= ACTION ITEM =
Each record beneath this line should be returned exactly as it is.

= SUPPLIED DATA =
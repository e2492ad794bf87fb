//! Function for running the command line program.

use super::{build, tracing::run_trace_subcommand};
use clap::ArgMatches;
use std::time::Instant;

/// Runs the `lodestone` command line program.
pub fn run() {
    run_with_args(build::build().get_matches());
}

/// Runs the `lodestone` command line program with the given parsed arguments.
pub fn run_with_args(arguments: ArgMatches) {
    let start_instant = Instant::now();

    if let Some(trace_arguments) = arguments.subcommand_matches("trace") {
        run_trace_subcommand(trace_arguments);
    }

    if arguments.is_present("timing") {
        println!("Elapsed time: {} s", start_instant.elapsed().as_secs_f64());
    }
}
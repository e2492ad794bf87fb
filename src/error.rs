//! Error types and command line error handling macros.

use thiserror::Error;

/// Error produced when a tracing component is configured or invoked incorrectly.
#[derive(Clone, Debug, PartialEq, Error)]
pub enum TracingError {
    #[error("Invalid argument: {0}")]
    InvalidArgument(String),
}

impl TracingError {
    pub fn invalid_argument<S: Into<String>>(message: S) -> Self {
        Self::InvalidArgument(message.into())
    }
}

/// Result type for fallible tracing operations.
pub type TracingResult<T> = Result<T, TracingError>;

/// Returns an `InvalidArgument` error with the given formatted message
/// unless the given condition holds.
#[macro_export]
macro_rules! ensure_valid {
    ($logic:expr, $($print_arg:tt)*) => {
        if !$logic {
            return Err($crate::error::TracingError::invalid_argument(format!($($print_arg)*)));
        }
    };
}

#[cfg(not(feature = "for-testing"))]
#[macro_export]
macro_rules! exit_with_error {
    ($($print_arg:tt)*) => {{
        eprintln!($($print_arg)*);
        quit::with_code(1);
    }};
}

#[cfg(feature = "for-testing")]
#[macro_export]
macro_rules! exit_with_error {
    ($($print_arg:tt)*) => {{
        panic!($($print_arg)*);
    }};
}

#[macro_export]
macro_rules! exit_on_error {
    ($result:expr, $($print_arg:tt)*) => {
        match $result {
            Ok(value) => value,
            Err(err) => {
                $crate::exit_with_error!($($print_arg)*, err)
            }
        }
    };
}

#[macro_export]
macro_rules! exit_on_false {
    ($logic:expr, $($print_arg:tt)*) => {
        if $logic {
            true
        } else {
            $crate::exit_with_error!($($print_arg)*)
        }
    };
}

#[macro_export]
macro_rules! exit_on_none {
    ($option:expr, $($print_arg:tt)*) => {
        $option.unwrap_or_else(|| $crate::exit_with_error!($($print_arg)*))
    };
}

#[cfg(test)]
mod tests {

    use super::*;

    fn checked_step(step: f64) -> TracingResult<f64> {
        ensure_valid!(step > 0.0, "Step size must be positive, got {}", step);
        Ok(step)
    }

    #[test]
    fn ensure_valid_returns_invalid_argument() {
        assert_eq!(checked_step(0.5), Ok(0.5));
        assert_eq!(
            checked_step(-1.0),
            Err(TracingError::InvalidArgument(
                "Step size must be positive, got -1".to_string()
            ))
        );
        assert_eq!(
            checked_step(0.0).unwrap_err().to_string(),
            "Invalid argument: Step size must be positive, got 0"
        );
    }
}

= SOLUTION FOR THIS TASK =
repository e2492ad794bf87fb
//! Function for running the command line program.

use super::{build, tracing::run_trace_subcommand};
use clap::ArgMatches;
use std::time::Instant;

/// Runs the `lodestone` command line program.
pub fn run() {
    run_with_args(build::build().get_matches());
}

/// Runs the `lodestone` command line program with the given parsed arguments.
pub fn run_with_args(arguments: ArgMatches) {
    let start_instant = Instant::now();

    if let Some(trace_arguments) = arguments.subcommand_matches("trace") {
        run_trace_subcommand(trace_arguments);
    }

    if arguments.is_present("timing") {
        println!("Elapsed time: {} s", start_instant.elapsed().as_secs_f64());
    }
}
repository e2492ad794bf87fb
filename src/error.rs
//! Error types and command line error handling macros.

use thiserror::Error;

/// Error produced when a tracing component is configured or invoked incorrectly.
#[derive(Clone, Debug, PartialEq, Error)]
pub enum TracingError {
    #[error("Invalid argument: {0}")]
    InvalidArgument(String),
}

impl TracingError {
    pub fn invalid_argument<S: Into<String>>(message: S) -> Self {
        Self::InvalidArgument(message.into())
    }
}

/// Result type for fallible tracing operations.
pub type TracingResult<T> = Result<T, TracingError>;

/// Returns an `InvalidArgument` error with the given formatted message
/// unless the given condition holds.
#[macro_export]
macro_rules! ensure_valid {
    ($logic:expr, $($print_arg:tt)*) => {
        if !$logic {
            return Err($crate::error::TracingError::invalid_argument(format!($($print_arg)*)));
        }
    };
}

#[cfg(not(feature = "for-testing"))]
#[macro_export]
macro_rules! exit_with_error {
    ($($print_arg:tt)*) => {{
        eprintln!($($print_arg)*);
        quit::with_code(1);
    }};
}

#[cfg(feature = "for-testing")]
#[macro_export]
macro_rules! exit_with_error {
    ($($print_arg:tt)*) => {{
        panic!($($print_arg)*);
    }};
}

#[macro_export]
macro_rules! exit_on_error {
    ($result:expr, $($print_arg:tt)*) => {
        match $result {
            Ok(value) => value,
            Err(err) => {
                $crate::exit_with_error!($($print_arg)*, err)
            }
        }
    };
}

#[macro_export]
macro_rules! exit_on_false {
    ($logic:expr, $($print_arg:tt)*) => {
        if $logic {
            true
        } else {
            $crate::exit_with_error!($($print_arg)*)
        }
    };
}

#[macro_export]
macro_rules! exit_on_none {
    ($option:expr, $($print_arg:tt)*) => {
        $option.unwrap_or_else(|| $crate::exit_with_error!($($print_arg)*))
    };
}

#[cfg(test)]
mod tests {

    use super::*;

    fn checked_step(step: f64) -> TracingResult<f64> {
        ensure_valid!(step > 0.0, "Step size must be positive, got {}", step);
        Ok(step)
    }

    #[test]
    fn ensure_valid_returns_invalid_argument() {
        assert_eq!(checked_step(0.5), Ok(0.5));
        assert_eq!(
            checked_step(-1.0),
            Err(TracingError::InvalidArgument(
                "Step size must be positive, got -1".to_string()
            ))
        );
        assert_eq!(
            checked_step(0.0).unwrap_err().to_string(),
            "Invalid argument: Step size must be positive, got 0"
        );
    }
}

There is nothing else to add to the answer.